In all three states (California, Florida, and New York), searches for data science increase after 2015, but the rates differ substantially. We see that Florida searches for “data science” remain at a lower level than the other two states, and that around 2021-2022, “data science” searches from California dropped, before picking up again. Any ideas for why these differences exist? On your own, I encourage you to play around a bit more with the other parameters in the gtrends() function and see if you can find any interesting phenomena.

Note: You may experience an error if you run to many queries (or search for too large of a dataset) using googletrends or other APIs. If this happens, you usually need to just wait a while (ranging from a minute to a day) and try again.

Additional note: There are two ways to complete problem set 2:

1. (Preferred) Install GitHub Desktop, and after you complete question 1, clone your repo to a folder in your local machine (we will go over this in class). Then complete the problem set using your local R Markdown document (in the folder you created) with R Studio, and committing changes with GitHub Desktop.

2. (If you encounter errors with GitHub Desktop, this method may be simpler) After you complete question 1, download the file “Week2PSetTemplate.Rmd” from GitHub Online onto your local machine. Complete each question using RStudio. After each question, when you need to commit the file, manually copy your changes to the .Rmd file and paste them to the same document on GitHub Online (we will also cover this in class).

2.7 Problem Set 2

Note: for Problem Set 2, you will turn in three items: your .Rmd file, your .pdf file, and a link to your github file.

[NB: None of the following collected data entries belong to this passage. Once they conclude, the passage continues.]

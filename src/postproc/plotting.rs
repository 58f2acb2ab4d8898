use super::{BoreholeLog, Dataset};
use crate::base::Axis;
use crate::StrError;
use plotpy::{Canvas, Contour, Curve, Legend, Plot};
use russell_lab::{Matrix, Vector};

/// Background color of units without an assigned color
pub const DEFAULT_UNIT_COLOR: &str = "#ffffff";

// (unit ID, color) of the units in borehole logs
const UNIT_COLORS: [(usize, &str); 14] = [
    (7, "#fbf379"),
    (8, "#fbf379"),
    (9, "#92d2ec"),
    (10, "#47c4e2"),
    (11, "#b0ac67"),
    (12, "#7f76b4"),
    (13, "#ffe19f"),
    (14, "#ffcf59"),
    (15, "#f9ee3a"),
    (16, "#97ca68"),
    (17, "#609133"),
    (18, "#efad83"),
    (19, "#fffafa"),
    (20, "#efad00"),
];

/// Returns the background color of a unit in borehole logs
pub fn unit_color(unit: usize) -> &'static str {
    UNIT_COLORS
        .iter()
        .find(|(id, _)| *id == unit)
        .map_or(DEFAULT_UNIT_COLOR, |(_, color)| *color)
}

/// Plots a slice of a parameter through the model with the unit boundaries on top
///
/// # Input
///
/// * `data` -- dataset with the parameter, `uindex`, `x`, `y`, and `z`
/// * `parameter` -- name of the field to plot (e.g., `temp`)
/// * `axis` -- the slice is normal to this direction
/// * `cell` -- cell index of the slice along `axis`
/// * `model_depth` -- vertical extent of the model below sea level; if None,
///   it is taken as the sum of the first and last cell elevations
pub fn plot_slice(
    data: &Dataset,
    parameter: &str,
    axis: Axis,
    cell: usize,
    model_depth: Option<f64>,
) -> Result<Plot, StrError> {
    let field = data.field(parameter)?;
    let uindex = data.field("uindex")?;
    let x = data.coords(Axis::X)?;
    let y = data.coords(Axis::Y)?;
    let z = data.coords(Axis::Z)?;
    let nz = z.dim();
    if nz == 0 {
        return Err("the dataset has no cells along z");
    }
    let z_extent = model_depth.unwrap_or(z[0] + z[nz - 1]);
    let elevation = Vector::from(&z.as_data().iter().map(|v| v - z_extent).collect::<Vec<_>>());

    let index = axis.result_index();
    let values = field.plane(index, cell)?;
    let units = uindex.plane(index, cell)?;
    let (horizontal, vertical, xlabel, ylabel, title) = match axis {
        Axis::X => (&y, &elevation, "y [m]", "elevation [m]", format!("{}, x-direction, cell {}", parameter, cell)),
        Axis::Y => (&x, &elevation, "x [m]", "elevation [m]", format!("{}, y-direction, cell {}", parameter, cell)),
        Axis::Z => (&x, &y, "x [m]", "y [m]", format!("{}, z-direction, {} m a.s.l.", parameter, elevation[cell])),
    };
    let (xx, yy) = mesh(horizontal, vertical);

    let mut contour = Contour::new();
    contour
        .set_colormap_name("viridis")
        .set_no_lines(true)
        .set_no_labels(true)
        .set_colorbar_label(parameter)
        .draw(&xx, &yy, &to_rows(&values));

    // unit boundaries lie half way between consecutive unit indices
    let (min_unit, max_unit) = min_max(&units);
    let levels: Vec<f64> = (min_unit as usize..max_unit as usize).map(|u| u as f64 + 0.5).collect();
    let mut plot = Plot::new();
    plot.add(&contour);
    if !levels.is_empty() {
        let mut boundaries = Contour::new();
        boundaries
            .set_colors(&["none"])
            .set_levels(&levels)
            .set_line_color("#222222")
            .set_no_labels(true)
            .set_no_colorbar(true)
            .draw(&xx, &yy, &to_rows(&units));
        plot.add(&boundaries);
    }
    plot.set_title(&title).grid_and_labels(xlabel, ylabel);
    Ok(plot)
}

/// Plots the simulated and observed values along a borehole with the units as background
pub fn plot_log(log: &BoreholeLog) -> Plot {
    let mut plot = Plot::new();
    let (tmin, tmax) = log
        .calc
        .iter()
        .chain(&log.obs)
        .fold((f64::MAX, f64::MIN), |(a, b), v| (f64::min(a, *v), f64::max(b, *v)));
    for span in log.lithology_spans() {
        let mut rect = Canvas::new();
        rect.set_face_color(unit_color(span.unit))
            .set_edge_color("none")
            .draw_polyline(
                &vec![
                    vec![tmin, span.top],
                    vec![tmax, span.top],
                    vec![tmax, span.bottom],
                    vec![tmin, span.bottom],
                ],
                true,
            );
        plot.add(&rect);
    }

    let mut calc = Curve::new();
    calc.set_label("simulated")
        .set_line_style("None")
        .set_marker_style("o")
        .set_marker_color("#055ff4")
        .set_marker_size(8.0)
        .draw(&log.calc, &log.depth);
    let mut obs = Curve::new();
    obs.set_label("observed")
        .set_line_style("None")
        .set_marker_style("+")
        .set_marker_color("black")
        .set_marker_size(10.0)
        .draw(&log.obs, &log.depth);
    let mut legend = Legend::new();
    legend.draw();
    plot.add(&calc)
        .add(&obs)
        .add(&legend)
        .set_title(&format!("borehole at cell ({}, {})", log.i, log.j))
        .grid_and_labels("temperature [°C]", "elevation [m]");
    plot
}

// Returns the coordinate matrices of a rectangular mesh with rows along `v` and columns along `h`
fn mesh(h: &Vector, v: &Vector) -> (Vec<Vec<f64>>, Vec<Vec<f64>>) {
    let xx = (0..v.dim()).map(|_| h.as_data().to_vec()).collect();
    let yy = (0..v.dim()).map(|r| vec![v[r]; h.dim()]).collect();
    (xx, yy)
}

fn to_rows(m: &Matrix) -> Vec<Vec<f64>> {
    let (nrow, ncol) = m.dims();
    (0..nrow).map(|i| (0..ncol).map(|j| m.get(i, j)).collect()).collect()
}

fn min_max(m: &Matrix) -> (f64, f64) {
    m.as_data()
        .iter()
        .fold((f64::MAX, f64::MIN), |(a, b), v| (f64::min(a, *v), f64::max(b, *v)))
}

////////////////////////////////////////////////////////////////////////////////////////////////////////////////////////

#[cfg(test)]
mod tests {
    use super::*;
    use crate::base::Grid3;
    use crate::postproc::{borehole_log, InvData};

    fn sample() -> Result<Dataset, StrError> {
        let shape = [4, 3, 2];
        let mut data = Dataset::new();
        data.add_field("x", Grid3::from_fn(shape, |_, _, i| 50.0 + 100.0 * i as f64))?
            .add_field("y", Grid3::from_fn(shape, |_, j, _| 50.0 + 100.0 * j as f64))?
            .add_field("z", Grid3::from_fn(shape, |k, _, _| 50.0 + 100.0 * k as f64))?
            .add_field("temp", Grid3::from_fn(shape, |k, _, _| 80.0 - 10.0 * k as f64))?
            .add_field("uindex", Grid3::from_fn(shape, |k, _, _| if k < 2 { 1.0 } else { 2.0 }))?;
        Ok(data)
    }

    #[test]
    fn mesh_works() {
        let (xx, yy) = mesh(&Vector::from(&[1.0, 2.0, 3.0]), &Vector::from(&[10.0, 20.0]));
        assert_eq!(xx, vec![vec![1.0, 2.0, 3.0], vec![1.0, 2.0, 3.0]]);
        assert_eq!(yy, vec![vec![10.0, 10.0, 10.0], vec![20.0, 20.0, 20.0]]);
    }

    #[test]
    fn plot_slice_works() -> Result<(), StrError> {
        let data = sample()?;
        plot_slice(&data, "temp", Axis::X, 1, None)?;
        plot_slice(&data, "temp", Axis::Y, 2, Some(400.0))?;
        plot_slice(&data, "temp", Axis::Z, 0, Some(400.0))?;
        assert_eq!(
            plot_slice(&data, "lz", Axis::X, 0, None).err(),
            Some("field does not exist in the dataset; see available_parameters for existing fields")
        );
        assert_eq!(
            plot_slice(&data, "temp", Axis::X, 2, None).err(),
            Some("plane index is out of bounds")
        );
        Ok(())
    }

    #[test]
    fn plot_log_works() -> Result<(), StrError> {
        let data = InvData::parse("a\nb\n% i j k unit calc obs\n1 1 1 2 40 41\n1 1 2 3 35 34\n")?;
        let log = borehole_log(&data, 0, 100.0, 1000.0)?;
        plot_log(&log);
        assert_eq!(unit_color(13), "#ffe19f");
        assert_eq!(unit_color(7), "#fbf379");
        assert_eq!(unit_color(20), "#efad00");
        assert_eq!(unit_color(6), DEFAULT_UNIT_COLOR);
        assert_eq!(unit_color(34), DEFAULT_UNIT_COLOR);
        Ok(())
    }
}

1. On GitHub, create a new repository called “soc10problemsets” (or something similar). Then upload the “Week2PSetTemplate.Rmd” file (you can download it here here). Make Tyler (tylermcdaniel) and Yao (yao-mxu) “collaborators” in this repository so we can see your work (Settings -> Collaborators -> Add People). Add your name and the date to the top of the file, save your changes, and commit them. (note: You can do this online, but I recommend using GitHub Desktop!).

2. In the space below, try running the first code chunk, and fix the error. On your local file, commit the file to your GitHub.

3. Add your own data to a collaboration! In the markdown file, add to the small dataframe with some potential data sources for further social science research. Add one or more resources to this list. Commit your changes.

4. Using the gtrendsR R package, download data on a term of your choosing. Show a plot of the search term over time, and then plot it over different geographies. Discuss how each of Salganik’s 10 characteristics of computational data apply (or don’t apply). Commit your changes.

5. List the three types of collaboration that Salganik names. When can each work well, and what are potential downsides? List one new idea for a collaborative data project in each category. Commit your changes.